Strikingly, our experimental data point toward an additional inhibitory mechanism of amiodarone against TcdA and TcdB, namely, interference with the translocation pore of the toxins. Our hypothesis is supported by the fact that TcdB, which we forced via an ‘acidic pulse’ to translocate its enzyme portion into the cytosol at the plasma membrane and thus by evading the endosomal route, was also readily inhibited by amiodarone, which was either preincubated with the cells or directly added from outside to cells with the ‘acidic pulse’ medium. In this context, immediate inhibition of TcdB by amiodarone can only be explained by insertion of the compound into and blockage of the translocation pore, either from inside or outside the plasma membrane, and interference with the translocation of the glucosyltransferase domain of the toxin into the cytosol. Our data exclude the possibility that amiodarone delays TcdB intoxication of cells by inhibiting the enzyme activities of its glucosyltransferase and cysteine protease domain, which are relevant after entry of the toxin into host cells, or by interfering with its receptor-binding domains.

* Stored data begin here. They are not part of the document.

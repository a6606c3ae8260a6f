//! End-to-end decoding and splitting over files on disk.

use hdspush_f4v::fixtures::{self, AbstSpec, AfrtEntrySpec};
use hdspush_f4v::{
    parse_bytes, parse_file, BoxType, Error, F4vBox, FragmentRandomAccessBox, HdsSegmentSplitter,
};

fn index_afra(path: &std::path::Path) -> FragmentRandomAccessBox {
    let boxes: Vec<F4vBox> = parse_file(path).unwrap().map(|b| b.unwrap()).collect();
    assert_eq!(boxes.len(), 1);
    match boxes.into_iter().next() {
        Some(F4vBox::RandomAccess(afra)) => afra,
        other => panic!("expected afra, got {:?}", other),
    }
}

#[test]
fn extracted_fragments_decode_as_standalone_files() {
    let dir = tempfile::tempdir().unwrap();
    let fixture = fixtures::write_segment(dir.path(), "eventSeg4", 4, &[10, 11, 12, 13]);

    let splitter = HdsSegmentSplitter::new(&fixture.index_path, None).unwrap();
    for fragment in splitter.split().unwrap() {
        let fragment = fragment.unwrap();
        let types: Vec<BoxType> = parse_bytes(fragment.payload.clone())
            .map(|b| b.unwrap().box_type())
            .collect();
        assert_eq!(
            types,
            vec![BoxType::AFRA, BoxType::ABST, BoxType::MOOF, BoxType::MDAT]
        );

        let last = parse_bytes(fragment.payload.clone()).last().unwrap().unwrap();
        match last {
            F4vBox::MediaData(mdat) => {
                let expected = format!("media-{}", fragment.fragment_number);
                assert_eq!(mdat.payload.as_ref(), expected.as_bytes());
            }
            other => panic!("expected mdat, got {:?}", other),
        }
    }
}

#[test]
fn index_offsets_match_media_layout() {
    let dir = tempfile::tempdir().unwrap();
    let fixture = fixtures::write_segment(dir.path(), "eventSeg1", 1, &[2, 1]);
    let afra = index_afra(&fixture.index_path);

    let mut offsets: Vec<u64> = afra.global_entries.iter().map(|e| e.afra_offset).collect();
    offsets.sort_unstable();

    // Each fragment starts where the previous one ends.
    let media = std::fs::read(&fixture.media_path).unwrap();
    let first_len = fixture
        .fragments
        .iter()
        .find(|(n, _)| *n == 1)
        .map(|(_, b)| b.len() as u64)
        .unwrap();
    assert_eq!(offsets[1] - offsets[0], first_len);
    assert_eq!(offsets[0], 16);
    assert!(offsets[1] < media.len() as u64);
}

#[test]
fn truncated_media_file_reports_error() {
    let dir = tempfile::tempdir().unwrap();
    let fixture = fixtures::write_segment(dir.path(), "cutSeg1", 1, &[1, 2]);
    let media = std::fs::read(&fixture.media_path).unwrap();
    std::fs::write(&fixture.media_path, &media[..media.len() - 3]).unwrap();

    let splitter = HdsSegmentSplitter::new(&fixture.index_path, None).unwrap();
    let results: Vec<_> = splitter.split().unwrap().collect();
    assert_eq!(results.len(), 2);
    assert!(results[0].is_ok());
    match &results[1] {
        Err(Error::Truncated { .. }) => {}
        other => panic!("expected truncation, got {:?}", other),
    }
}

#[test]
fn bootstrap_table_counts_match_declared_counts() {
    for (segments, fragments) in [(0usize, 0usize), (1, 1), (3, 2)] {
        let spec = AbstSpec {
            segment_runs: (0..segments).map(|i| vec![(i as u32 + 1, 5)]).collect(),
            fragment_runs: (0..fragments)
                .map(|i| vec![AfrtEntrySpec::new(i as u32 * 5 + 1, 0, 4000)])
                .collect(),
            ..AbstSpec::default()
        };
        let decoded = parse_bytes(fixtures::abst_box(&spec)).next().unwrap().unwrap();
        match decoded {
            F4vBox::Bootstrap(abst) => {
                assert_eq!(abst.segments.len(), segments);
                assert_eq!(abst.fragment_tables.len(), fragments);
            }
            other => panic!("expected abst, got {:?}", other),
        }
    }
}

Amiodarone (chemical structure is provided in Supplementary Fig. S4) is a multichannel inhibitor, which belongs primarily to the class III antiarrhythmic drugs characterized as potassium channel blockers. In addition, amiodarone is also inhibiting cardiac sodium and calcium channels.Citation20,Citation30–33 Remarkably, the translocation pores of TcdA and TcdB have been shown to be permeable for monovalent cations, such as potassium and rubidium ions.Citation34 Thus, it is quite feasible that amiodarone is capable of entering into and clogging of the translocation pore of TcdA and TcdB, which might share structural similarities with the inner pore of potassium channels. Further studies are needed to elucidate the molecular details of the interference of amiodarone with the translocation pore of TcdA and TcdB. Our attempts to address this question by performing ‘black’ lipid membrane measurements failed due to the inherent effects of amiodarone on the ‘painted’ artificial lipid bilayer (data not shown).
Due to interstrain heterogeneity in the genes encoding TcdA and TcdB, resulting in several TcdA and TcdB variants, strategies for the pan-variant inhibition of TcdA and TcdB are likely to gain increased medical interest in the near future. For instance, bezlotoxumab, the only FDA-approved therapeutic antibody targeting VPI 10463-derived TcdB, is much less potent on neutralizing NAP1-derived TcdB.Citation35,Citation36
Therefore, drug repurposing of amiodarone, an already licensed antiarrhythmic agent, might represent a safe antitoxin strategy for the (supportive) therapy of severe C. difficile-associated diseases (CDADs) caused by epidemic and/or hypervirulent strains. Indeed, the steady-state concentrations of amiodarone in the plasma were found to lie between 0.4 and 11.99 μg/ml (~0.6 to ~19 µM) and are thus in a similar range of the concentrations of amiodarone used in our study.Citation37 Notably, amiodarone, owing to its extracardiac toxicity, can have serious side effects (15% prevalence in the first year and up to 50% with long-term use).Citation38–40 However, in the treatment of severe CDADs, a rather short-term use and topical rectal low-dosage administration of amiodarone is conceivable, which might limit the risk of serious side effects during therapy. Fortunately, dronedarone, an already FDA-approved amiodarone analogue with a significantly improved side effect profile, is nowadays available.Citation41,Citation42 In future studies, we want to unravel whether dronedarone is also capable of inhibiting TcdA/TcdB intoxication and thus might serve as safer-to-use alternative to amiodarone.
Materials and methods
Cell culture
HeLa and Vero cells were grown in Minimum Essential Medium (MEM; Fisher Scientific GmbH, Schwerte, Germany; #11524426) supplemented with 10% fetal calf serum (FCS), 1% sodium pyruvate, 1% non-essential amino acids, 1% penicillin/streptomycin, and 2 mM L-glutamine.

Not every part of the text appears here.